A terceira audiência de instrução do caso do juiz aposentado Fernando Augusto Fontes Rodrigues Júnior, acusado de atropelar e matar a ciclista Thais Bonatti, de 30 anos, ocorreu em 17 de julho de 2026, de forma 100% online, com duração de aproximadamente sete horas. Na sessão, o juiz responsável ouviu duas testemunhas de defesa e interrogou os dois réus: o ex-magistrado e a acompanhante dele, Carolina Silva de Almeida. O delegado que instaurou o inquérito foi convocado, mas não compareceu.
Depoimentos dos réus
Em seu depoimento, Fernando confirmou que passou a noite em uma boate com mulheres, para as quais realizou pagamentos, mas negou o consumo de bebida alcoólica. Ele classificou a rotatória onde ocorreu o atropelamento como um local de risco para acidentes e negou que Carolina estivesse em seu colo enquanto dirigia a caminhonete. Carolina, por sua vez, afirmou que conheceu Fernando por um aplicativo e negou que ele tenha pedido que ela assumisse a direção. Ela disse que permaneceu com o acusado até o acerto de contas na boate e que ele ofereceu carona até sua casa.
Relembre o caso
O atropelamento ocorreu em 24 de julho de 2025, na rotatória da Avenida Waldemar Alves, em Araçatuba (SP). Thais seguia de bicicleta para o trabalho quando foi atingida pela caminhonete dirigida por Fernando. Segundo a denúncia do Ministério Público (MP), ele havia saído de uma boate e, após o atropelamento, foi submetido a exame clínico que atestou embriaguez. Ele foi preso por lesão corporal culposa, mas pagou fiança de R$ 40 mil e responde ao processo em liberdade, com a habilitação suspensa.

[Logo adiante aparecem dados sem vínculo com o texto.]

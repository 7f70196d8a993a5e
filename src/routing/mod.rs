//! Routing subsystem.
//!
//! # Data Flow
//! ```text
//! Requested path
//!     → matcher.rs (module base route → match + remaining path)
//!     → table.rs (verb + pattern → handler, inside a module)
//!     → Return: handled context, or unhandled for the next module
//! ```
//!
//! # Design Decisions
//! - Route tables compiled at startup, immutable at runtime
//! - No regex in hot path (segment comparison only)
//! - First match wins (registration order)

pub mod matcher;
pub mod table;

pub use matcher::{match_base_route, RouteMatch};
pub use table::{PatternError, RouteHandler, RouteTable};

Imagens de câmeras de segurança flagraram o veículo circulando na contramão antes do atropelamento. A perícia indicou que a caminhonete atingiu a ciclista sem reação de frenagem, sugerindo que a visão do motorista estava encoberta. Testemunhas e investigação apontaram que Carolina estava praticamente nua, sentada no colo de Fernando no momento do impacto.

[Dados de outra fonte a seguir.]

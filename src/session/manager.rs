//! Session store.

use std::sync::Arc;
use std::time::{Duration, Instant};

use axum::http::{header, HeaderMap};
use dashmap::mapref::entry::Entry;
use dashmap::DashMap;
use rand::Rng;

use crate::config::SessionConfig;
use crate::observability::metrics;
use crate::scheduler::Purgeable;
use crate::session::{LocalSessionProxy, Session, SessionProxy};

/// Backing store the real session proxy talks to.
pub trait SessionManager: Send + Sync {
    /// Name of the cookie carrying the session id.
    fn cookie_name(&self) -> &str;

    /// Create an empty session and return its id.
    fn create(&self) -> String;

    /// True if `id` names a live session. Does not count as activity.
    fn contains(&self, id: &str) -> bool;

    /// Run `f` on the live session `id`, refreshing its activity time.
    /// Returns false if the session is missing or expired.
    fn update(&self, id: &str, f: &mut dyn FnMut(&mut Session)) -> bool;

    /// Remove session `id`. Returns false if it did not exist.
    fn delete(&self, id: &str) -> bool;
}

/// In-memory session store with idle expiry.
pub struct LocalSessionManager {
    sessions: DashMap<String, Session>,
    duration: Duration,
    cookie_name: String,
}

impl LocalSessionManager {
    pub fn new(cookie_name: impl Into<String>, duration: Duration) -> Self {
        Self {
            sessions: DashMap::new(),
            duration,
            cookie_name: cookie_name.into(),
        }
    }

    pub fn from_config(config: &SessionConfig) -> Self {
        Self::new(
            config.cookie_name.clone(),
            Duration::from_secs(config.duration_secs),
        )
    }

    /// Build the proxy for one request, binding the session named by its cookie.
    pub fn proxy_for(self: &Arc<Self>, headers: &HeaderMap) -> Arc<dyn SessionProxy> {
        let requested = session_cookie(headers, &self.cookie_name);
        Arc::new(LocalSessionProxy::new(self.clone(), requested))
    }

    /// Number of stored sessions, expired ones included until purged.
    pub fn len(&self) -> usize {
        self.sessions.len()
    }

    pub fn is_empty(&self) -> bool {
        self.sessions.is_empty()
    }

    /// Drop every session idle at `now`.
    pub fn purge_expired_at(&self, now: Instant) -> usize {
        let before = self.sessions.len();
        self.sessions.retain(|_, session| !session.is_expired_at(now));
        let remaining = self.sessions.len();
        metrics::record_active_sessions(remaining);
        before.saturating_sub(remaining)
    }
}

impl SessionManager for LocalSessionManager {
    fn cookie_name(&self) -> &str {
        &self.cookie_name
    }

    fn create(&self) -> String {
        loop {
            let id = new_session_id();
            if let Entry::Vacant(slot) = self.sessions.entry(id.clone()) {
                slot.insert(Session::new(id.clone(), self.duration));
                tracing::debug!(session_id = %id, "Session created");
                metrics::record_active_sessions(self.sessions.len());
                return id;
            }
        }
    }

    fn contains(&self, id: &str) -> bool {
        let now = Instant::now();
        self.sessions
            .get(id)
            .is_some_and(|session| !session.is_expired_at(now))
    }

    fn update(&self, id: &str, f: &mut dyn FnMut(&mut Session)) -> bool {
        let now = Instant::now();
        match self.sessions.get_mut(id) {
            Some(mut session) if !session.is_expired_at(now) => {
                session.touch();
                f(&mut *session);
                return true;
            }
            Some(_) => {}
            None => return false,
        }

        self.sessions.remove_if(id, |_, session| session.is_expired_at(now));
        tracing::debug!(session_id = %id, "Expired session dropped on access");
        false
    }

    fn delete(&self, id: &str) -> bool {
        let removed = self.sessions.remove(id).is_some();
        if removed {
            tracing::debug!(session_id = %id, "Session deleted");
            metrics::record_active_sessions(self.sessions.len());
        }
        removed
    }
}

impl Purgeable for LocalSessionManager {
    fn name(&self) -> &str {
        "sessions"
    }

    fn purge(&self) -> usize {
        self.purge_expired_at(Instant::now())
    }
}

/// 256 random bits, hex encoded.
fn new_session_id() -> String {
    let bytes: [u8; 32] = rand::thread_rng().gen();
    bytes.iter().map(|b| format!("{b:02x}")).collect()
}

/// Value of cookie `name` across all `Cookie` headers.
pub(crate) fn session_cookie(headers: &HeaderMap, name: &str) -> Option<String> {
    headers
        .get_all(header::COOKIE)
        .iter()
        .filter_map(|value| value.to_str().ok())
        .flat_map(|value| value.split(';'))
        .filter_map(|pair| pair.trim().split_once('='))
        .find(|(key, _)| *key == name)
        .map(|(_, value)| value.trim().to_string())
        .filter(|value| !value.is_empty())
}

Mudança para homicídio doloso
Com a morte de Thais, ocorrida em 26 de julho de 2025, o promotor Adelmo Pinho denunciou o ex-juiz e a passageira por homicídio com dolo eventual, quando se assume o risco de matar, com a qualificadora de recurso que dificultou a defesa da vítima. Para o MP, Carolina contribuiu diretamente ao sentar-se no colo do motorista com o veículo em movimento, potencializando o risco. A Justiça aceitou a denúncia, e ambos se tornaram réus por homicídio doloso.
Versões conflitantes
Em entrevista à TV TEM em novembro de 2025, Fernando negou estar embriagado, afirmando ter consumido apenas duas cervejas e doses de tequila, o que não alterou seus sentidos. Ele disse não se lembrar do exato instante do atropelamento e, ao ver as imagens, afirmou que Thais surgiu por um "ponto à esquerda", justificando não tê-la avistado. A versão foi rebatida pelo irmão da vítima, William Aparecido de Andrade: "Ele fala que não viu, obviamente que ele não viu mesmo a minha irmã. Com uma pessoa dirigindo com outra pessoa no colo, não se tem visão nenhuma. Não faz sentido, ele realmente não viu mesmo, não existe 'ponto cego' ali".